//! The cache file format and the one-shot cache builder.
//!
//! A cache file starts with a bincode-encoded prefix holding the magic tag
//! and one entry per sample, and continues with the raw pixel bytes of every
//! sample in index order.

use crate::{
    common::*,
    decode,
    error::DatasetError,
    record::{CacheRecord, FileRecord},
};
use bincode::Options as _;
use indicatif::{ProgressBar, ProgressIterator as _, ProgressStyle};
use memmap2::Mmap;

pub const MAGIC: [u8; 8] = *b"fgvcache";

fn bincode_options() -> impl bincode::Options {
    bincode::DefaultOptions::new()
        .with_fixint_encoding()
        .with_little_endian()
        .allow_trailing_bytes()
}

#[derive(Debug, Clone, Serialize, Deserialize)]
struct Prefix {
    magic: [u8; 8],
    entries: Vec<Entry>,
}

/// Location and metadata of one sample in a cache file.
#[derive(Debug, Clone, PartialEq, Eq, Serialize, Deserialize)]
pub struct Entry {
    pub label: u64,
    pub name: String,
    /// `[height, width, channels]`
    pub shape: [u32; 3],
    /// Byte offset from the start of the data section.
    pub offset: u64,
}

impl Entry {
    pub fn data_len(&self) -> usize {
        self.shape.iter().map(|&dim| dim as usize).product()
    }

    pub fn dim(&self) -> (usize, usize, usize) {
        let [h, w, c] = self.shape;
        (h as usize, w as usize, c as usize)
    }
}

/// The entry table of a cache file and where its data section begins.
#[derive(Debug, Clone)]
pub struct CacheLayout {
    pub entries: Vec<Entry>,
    pub data_offset: usize,
}

impl CacheLayout {
    /// Parse and validate the layout of the cache bytes.
    pub fn parse(path: &Path, bytes: &[u8]) -> Result<Self> {
        let mut cursor = io::Cursor::new(bytes);
        let Prefix { magic, entries } = bincode_options()
            .with_limit(bytes.len() as u64)
            .deserialize_from(&mut cursor)
            .map_err(|err| {
                DatasetError::corrupt(path, format!("failed to decode entry table: {}", err))
            })?;

        if magic != MAGIC {
            return Err(DatasetError::corrupt(path, "file magic does not match").into());
        }

        let data_offset = cursor.position() as usize;
        let data_len = bytes.len() - data_offset;

        let mut expect_offset = 0usize;
        for (index, entry) in entries.iter().enumerate() {
            let [_, _, channels] = entry.shape;
            if !(1..=4).contains(&channels) {
                return Err(DatasetError::corrupt(
                    path,
                    format!("sample {} has {} channels", index, channels),
                )
                .into());
            }
            if entry.offset != expect_offset as u64 {
                return Err(DatasetError::corrupt(
                    path,
                    format!(
                        "sample {} starts at {}, expect {}",
                        index, entry.offset, expect_offset
                    ),
                )
                .into());
            }
            expect_offset = entry
                .shape
                .iter()
                .try_fold(1usize, |size, &dim| size.checked_mul(dim as usize))
                .and_then(|size| expect_offset.checked_add(size))
                .ok_or_else(|| {
                    DatasetError::corrupt(path, format!("sample {} is too large", index))
                })?;
        }

        if expect_offset != data_len {
            return Err(DatasetError::corrupt(
                path,
                format!(
                    "data section has {} bytes, but the entries describe {} bytes",
                    data_len, expect_offset
                ),
            )
            .into());
        }

        Ok(Self {
            entries,
            data_offset,
        })
    }

    pub fn len(&self) -> usize {
        self.entries.len()
    }

    pub fn is_empty(&self) -> bool {
        self.entries.is_empty()
    }

    /// Copy the pixels of sample `index` out of the cache bytes.
    pub fn image(&self, bytes: &[u8], index: usize) -> Result<Array3<u8>> {
        let entry = &self.entries[index];
        let begin = self.data_offset + entry.offset as usize;
        let end = begin + entry.data_len();
        let image = Array3::from_shape_vec(entry.dim(), bytes[begin..end].to_vec())?;
        Ok(image)
    }
}

/// Serialize a record into the cache format.
pub fn write_record<W>(record: &CacheRecord, mut writer: W) -> Result<()>
where
    W: io::Write,
{
    let mut offset = 0u64;
    let entries: Vec<_> = izip!(record.images(), record.labels(), record.names())
        .map(|(image, &label, name)| -> Result<_> {
            let (h, w, c) = image.dim();
            let entry = Entry {
                label: label as u64,
                name: name.clone(),
                shape: [u32::try_from(h)?, u32::try_from(w)?, u32::try_from(c)?],
                offset,
            };
            offset += image.len() as u64;
            Ok(entry)
        })
        .try_collect()?;

    let prefix = Prefix {
        magic: MAGIC,
        entries,
    };
    bincode_options().serialize_into(&mut writer, &prefix)?;

    for image in record.images() {
        let image = image.as_standard_layout();
        let bytes = image
            .as_slice()
            .ok_or_else(|| format_err!("image array is not contiguous"))?;
        writer.write_all(bytes)?;
    }

    writer.flush()?;
    Ok(())
}

/// Load a whole cache file into memory.
pub fn read_record(path: &Path) -> Result<CacheRecord> {
    let bytes = read_cache_bytes(path)?;
    let layout = CacheLayout::parse(path, &bytes)?;

    let images: Vec<_> = (0..layout.len())
        .map(|index| layout.image(&bytes, index))
        .try_collect()?;
    let labels: Vec<_> = layout
        .entries
        .iter()
        .map(|entry| entry.label as usize)
        .collect();
    let names: Vec<_> = layout
        .entries
        .into_iter()
        .map(|entry| entry.name)
        .collect();

    CacheRecord::new(images, labels, names)
}

fn read_cache_bytes(path: &Path) -> Result<Vec<u8>> {
    if !path.is_file() {
        return Err(DatasetError::missing(path).into());
    }
    let bytes =
        fs::read(path).with_context(|| format!("failed to read cache file '{}'", path.display()))?;
    Ok(bytes)
}

/// Memory-map a cache file and parse its entry table only.
pub fn map_cache(path: &Path) -> Result<(Mmap, CacheLayout)> {
    if !path.is_file() {
        return Err(DatasetError::missing(path).into());
    }
    let file = File::open(path)
        .with_context(|| format!("failed to open cache file '{}'", path.display()))?;
    if file.metadata()?.len() == 0 {
        return Err(DatasetError::corrupt(path, "the file is empty").into());
    }

    // the cache is never modified after it is persisted
    let mmap = unsafe { Mmap::map(&file) }
        .with_context(|| format!("failed to map cache file '{}'", path.display()))?;
    let layout = CacheLayout::parse(path, &mmap)?;
    Ok((mmap, layout))
}

/// What a call to [CacheBuilder::build] did.
#[derive(Debug, Clone, Copy, PartialEq, Eq, Hash)]
pub enum BuildOutcome {
    /// The cache file already existed and was left untouched.
    Reused,
    /// A new cache file was written.
    Built { num_samples: usize },
    /// Another builder persisted the same cache file first.
    Raced,
}

/// Builds a cache file once.
#[derive(Debug, Clone)]
pub struct CacheBuilder {
    cache_path: PathBuf,
    normalize_rgb: bool,
    show_progress: bool,
}

impl CacheBuilder {
    pub fn new(cache_path: impl Into<PathBuf>) -> Self {
        Self {
            cache_path: cache_path.into(),
            normalize_rgb: false,
            show_progress: false,
        }
    }

    pub fn normalize_rgb(mut self, normalize_rgb: bool) -> Self {
        self.normalize_rgb = normalize_rgb;
        self
    }

    pub fn show_progress(mut self, show_progress: bool) -> Self {
        self.show_progress = show_progress;
        self
    }

    pub fn cache_path(&self) -> &Path {
        &self.cache_path
    }

    /// Build the cache unless the file exists.
    ///
    /// `discover` is only called when the cache is missing. The file is
    /// written to a temporary path and moved into place after every sample
    /// is decoded, and an existing file is never replaced.
    pub fn build<F>(&self, discover: F) -> Result<BuildOutcome>
    where
        F: FnOnce() -> Result<Vec<FileRecord>>,
    {
        let cache_path = &self.cache_path;

        if cache_path.is_file() {
            info!("cache file '{}' exists", cache_path.display());
            return Ok(BuildOutcome::Reused);
        }
        ensure!(
            !cache_path.exists(),
            "cache path '{}' exists but is not a file",
            cache_path.display()
        );

        let records = discover()?;
        info!(
            "building cache file '{}' from {} images",
            cache_path.display(),
            records.len()
        );

        let record = self.decode_records(&records)?;
        self.persist(&record)
    }

    fn decode_records(&self, records: &[FileRecord]) -> Result<CacheRecord> {
        let progress = if self.show_progress {
            let style = ProgressStyle::with_template(
                "{msg} [{elapsed_precise}] {wide_bar} {pos}/{len} ({eta})",
            )?;
            ProgressBar::new(records.len() as u64)
                .with_style(style)
                .with_message("decoding")
        } else {
            ProgressBar::hidden()
        };

        let images: Vec<_> = records
            .iter()
            .progress_with(progress.clone())
            .map(|record| decode::decode_image(&record.path, self.normalize_rgb))
            .try_collect()?;
        progress.finish_and_clear();

        let labels = records.iter().map(|record| record.label).collect();
        let names = records.iter().map(|record| record.name.clone()).collect();
        CacheRecord::new(images, labels, names)
    }

    fn persist(&self, record: &CacheRecord) -> Result<BuildOutcome> {
        let cache_path = &self.cache_path;
        let cache_dir = match cache_path.parent() {
            Some(dir) if !dir.as_os_str().is_empty() => dir,
            _ => Path::new("."),
        };

        let mut tmp_file = tempfile::Builder::new()
            .prefix(".fgvcache-")
            .suffix(".tmp")
            .tempfile_in(cache_dir)
            .with_context(|| {
                format!(
                    "failed to create a temporary file in '{}'",
                    cache_dir.display()
                )
            })?;
        write_record(record, BufWriter::new(tmp_file.as_file_mut()))?;
        tmp_file.as_file().sync_all()?;

        match tmp_file.persist_noclobber(cache_path) {
            Ok(_) => {
                info!(
                    "wrote {} samples to cache file '{}'",
                    record.len(),
                    cache_path.display()
                );
                Ok(BuildOutcome::Built {
                    num_samples: record.len(),
                })
            }
            Err(err)
                if err.error.kind() == io::ErrorKind::AlreadyExists && cache_path.is_file() =>
            {
                warn!(
                    "cache file '{}' was created by another builder, discard this build",
                    cache_path.display()
                );
                Ok(BuildOutcome::Raced)
            }
            Err(err) => Err(err.error).with_context(|| {
                format!("failed to persist cache file '{}'", cache_path.display())
            }),
        }
    }
}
++++++++
» Work required
Please count how many lines in the preceding records hold the word "images", then give only that number.

» Response box
7